O'Donovan has advocated tweaking of Proposal B with the following:
"Firstly, change from Divisions 1-4 to seeded Divisions 1A & 1B, 2A & 2B to increase opportunities for development. This would remove the “Team 6” conundrum with the Top 4 from 1A & 1B and Top Team from 2A & 2B progressing to the play-off stages. Thus, the best eight teams in the country would be guaranteed progression.
"Secondly, to ensure a link between Provincial Competitions and the race for Sam Maguire, award points for Provincial winners (2 points) and Runnersup (1 point). Thirdly, guarantee in rule that the Tailteann Cup Final would be played on All Ireland Final weekend. A
"And perhaps finally, consider an alternative concurrent Calendar to increase profile of Provincial competitions. The provincial finals for example, could be played between Rounds 3 and 4 of the Sam Maguire Cup allowing the opportunity to gain bonus points as outlined above."

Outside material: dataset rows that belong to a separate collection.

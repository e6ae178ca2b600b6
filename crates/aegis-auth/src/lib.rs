//! Session, authentication, and credential management.
//!
//! Everything here runs on the [`aegis_core`] state machine: callers submit
//! events through the [`AuthEngine`], the pure state tree decides transitions,
//! and effectful actions talk to the identity provider and the credential
//! store, feeding their results back in as events.
//!
//! The tree has two machines:
//!
//! - the session machine, whose root [`SessionState`] pairs an
//!   authentication lifecycle (signed out, SRP sign-in, sign-out chains,
//!   user deletion) with an authorization lifecycle (session fetch and
//!   token refresh)
//! - the credential-store machine, which serializes persistence and runs
//!   the one-time store migration
//!
//! [`SessionState`]: states::SessionState

pub mod actions;
pub mod api;
pub mod configuration;
pub mod credentials;
pub mod environment;
pub mod error;
pub mod events;
pub mod provider;
pub mod states;
pub mod store;

pub use api::{AuthEngine, EngineOptions, SignInOutcome, SignOutOptions};
pub use configuration::{
    AuthConfiguration, IdentityPoolConfiguration, UserPoolConfiguration,
};
pub use credentials::{
    AuthCredentials, AwsCredentials, SecretString, SignInMethod, SignedInData, SignedOutData,
    UserPoolTokens,
};
pub use error::{AuthError, CredentialStoreError, SessionError};
pub use provider::{IdentityProviderClient, ServiceError};
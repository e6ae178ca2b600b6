//! Sign-out chain: global revocation first, then token revocation, then
//! the local sign-out that can never fail.
//!
//! Remote failures degrade rather than abort; their messages ride along
//! in `SignedOutData` so callers can see what was skipped.

use aegis_core::StateResolution;

use crate::actions::sign_out::{RevokeToken, SignOutGlobally, SignOutLocally};
use crate::credentials::{SignedInData, SignedOutData};
use crate::environment::AuthEnvironment;
use crate::events::{AuthEvent, AuthEventPayload, SignOutEvent};

#[derive(Debug, Clone, PartialEq, Eq)]
pub enum SignOutState {
    NotStarted,
    SigningOutGlobally(SignedInData),
    RevokingToken(SignedInData),
    SigningOutLocally(SignedOutData),
    SignedOut(SignedOutData),
}

impl aegis_core::State for SignOutState {}

type SignOutResolution = StateResolution<SignOutState, AuthEvent, AuthEnvironment>;

#[derive(Debug, Default)]
pub struct SignOutResolver;

impl SignOutResolver {
    pub fn resolve(&self, old_state: &SignOutState, event: &AuthEvent) -> SignOutResolution {
        let AuthEventPayload::SignOut(sign_out_event) = &event.payload else {
            return SignOutResolution::from(old_state.clone());
        };
        match (old_state, sign_out_event) {
            (SignOutState::NotStarted, SignOutEvent::SignOutGlobally(data)) => {
                SignOutResolution::with_actions(
                    SignOutState::SigningOutGlobally(data.clone()),
                    vec![Box::new(SignOutGlobally { data: data.clone() })],
                )
            }
            (
                SignOutState::NotStarted | SignOutState::SigningOutGlobally(_),
                SignOutEvent::RevokeToken(data),
            ) => SignOutResolution::with_actions(
                SignOutState::RevokingToken(data.clone()),
                vec![Box::new(RevokeToken { data: data.clone() })],
            ),
            (
                SignOutState::SigningOutGlobally(_),
                SignOutEvent::GlobalSignOutError { data, error },
            ) => {
                let partial = SignedOutData {
                    last_known_username: Some(data.username.clone()),
                    global_sign_out_error: Some(error.clone()),
                    revoke_token_error: None,
                };
                SignOutResolution::with_actions(
                    SignOutState::SigningOutLocally(partial.clone()),
                    vec![Box::new(SignOutLocally { data: partial })],
                )
            }
            (SignOutState::RevokingToken(_), SignOutEvent::RevokeTokenError { data, error }) => {
                let partial = SignedOutData {
                    last_known_username: Some(data.username.clone()),
                    global_sign_out_error: None,
                    revoke_token_error: Some(error.clone()),
                };
                SignOutResolution::with_actions(
                    SignOutState::SigningOutLocally(partial.clone()),
                    vec![Box::new(SignOutLocally { data: partial })],
                )
            }
            (
                SignOutState::NotStarted
                | SignOutState::RevokingToken(_)
                | SignOutState::SigningOutGlobally(_),
                SignOutEvent::SignOutLocally(data),
            ) => SignOutResolution::with_actions(
                SignOutState::SigningOutLocally(data.clone()),
                vec![Box::new(SignOutLocally { data: data.clone() })],
            ),
            (SignOutState::SigningOutLocally(_), SignOutEvent::SignedOut(data)) => {
                SignOutResolution::from(SignOutState::SignedOut(data.clone()))
            }
            _ => SignOutResolution::from(old_state.clone()),
        }
    }
}

#[cfg(test)]
mod tests {
    use super::*;
    use crate::credentials::{SignInMethod, UserPoolTokens};
    use assert_matches::assert_matches;
    use chrono::{Duration, Utc};

    fn signed_in() -> SignedInData {
        SignedInData {
            user_id: "user-1".into(),
            username: "alice".into(),
            signed_in_at: Utc::now(),
            sign_in_method: SignInMethod::Srp,
            tokens: UserPoolTokens {
                id_token: "id".into(),
                access_token: "access".into(),
                refresh_token: "refresh".into(),
                expires_at: Utc::now() + Duration::hours(1),
            },
        }
    }

    fn event(payload: SignOutEvent) -> AuthEvent {
        AuthEvent::new(AuthEventPayload::SignOut(payload))
    }

    #[test]
    fn global_failure_degrades_to_local_with_error_recorded() {
        let resolver = SignOutResolver;
        let resolution = resolver.resolve(
            &SignOutState::SigningOutGlobally(signed_in()),
            &event(SignOutEvent::GlobalSignOutError {
                data: signed_in(),
                error: "network down".into(),
            }),
        );
        assert_matches!(
            &resolution.new_state,
            SignOutState::SigningOutLocally(data) if data.global_sign_out_error.as_deref() == Some("network down")
        );
        assert_eq!(resolution.actions[0].id(), "SignOutLocally");
    }

    #[test]
    fn chain_walks_global_then_revoke_then_local() {
        let resolver = SignOutResolver;
        let start = resolver.resolve(
            &SignOutState::NotStarted,
            &event(SignOutEvent::SignOutGlobally(signed_in())),
        );
        assert_matches!(start.new_state, SignOutState::SigningOutGlobally(_));

        let revoking = resolver.resolve(
            &start.new_state,
            &event(SignOutEvent::RevokeToken(signed_in())),
        );
        assert_matches!(revoking.new_state, SignOutState::RevokingToken(_));

        let local = resolver.resolve(
            &revoking.new_state,
            &event(SignOutEvent::SignOutLocally(SignedOutData::default())),
        );
        assert_matches!(local.new_state, SignOutState::SigningOutLocally(_));

        let done = resolver.resolve(
            &local.new_state,
            &event(SignOutEvent::SignedOut(SignedOutData::default())),
        );
        assert_matches!(done.new_state, SignOutState::SignedOut(_));
    }
}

"Should not have happened"
O'Donovan also addressed the Youghal beach get-together of the Cork senior footballers in January, which went against the GAA's COVID-19 regulations in place at the time.
Then manager Ronan McCarthy was handed a 12-week ban for organising the session.
"One issue which caused heated discussion nationally was the events at Redbarn on Youghal beach in January," O'Donovan wrote, "While intentions may have been good and rules may have been misunderstood by the organisers, the gathering simply should not have happened.
"Hence, the board’s acceptance of the relevant penalty."
Money Money Money
O'Donovan described 2021 as a positive one for Cork's finances.
The County Board reported a surplus of €328,000 for the year, in contrast to a loss of €105,000 in 2020.
While Páirc Uí Chaoimh losses have decreased to €536,000, O'Donovan said losses for the year exceed €2million when depreciation and interest are factored.
He said the Páirc's financial state "is returning to a sound commercial footing", helped by the confirmation of five concerts for 2022 and a relaunched premium seat package.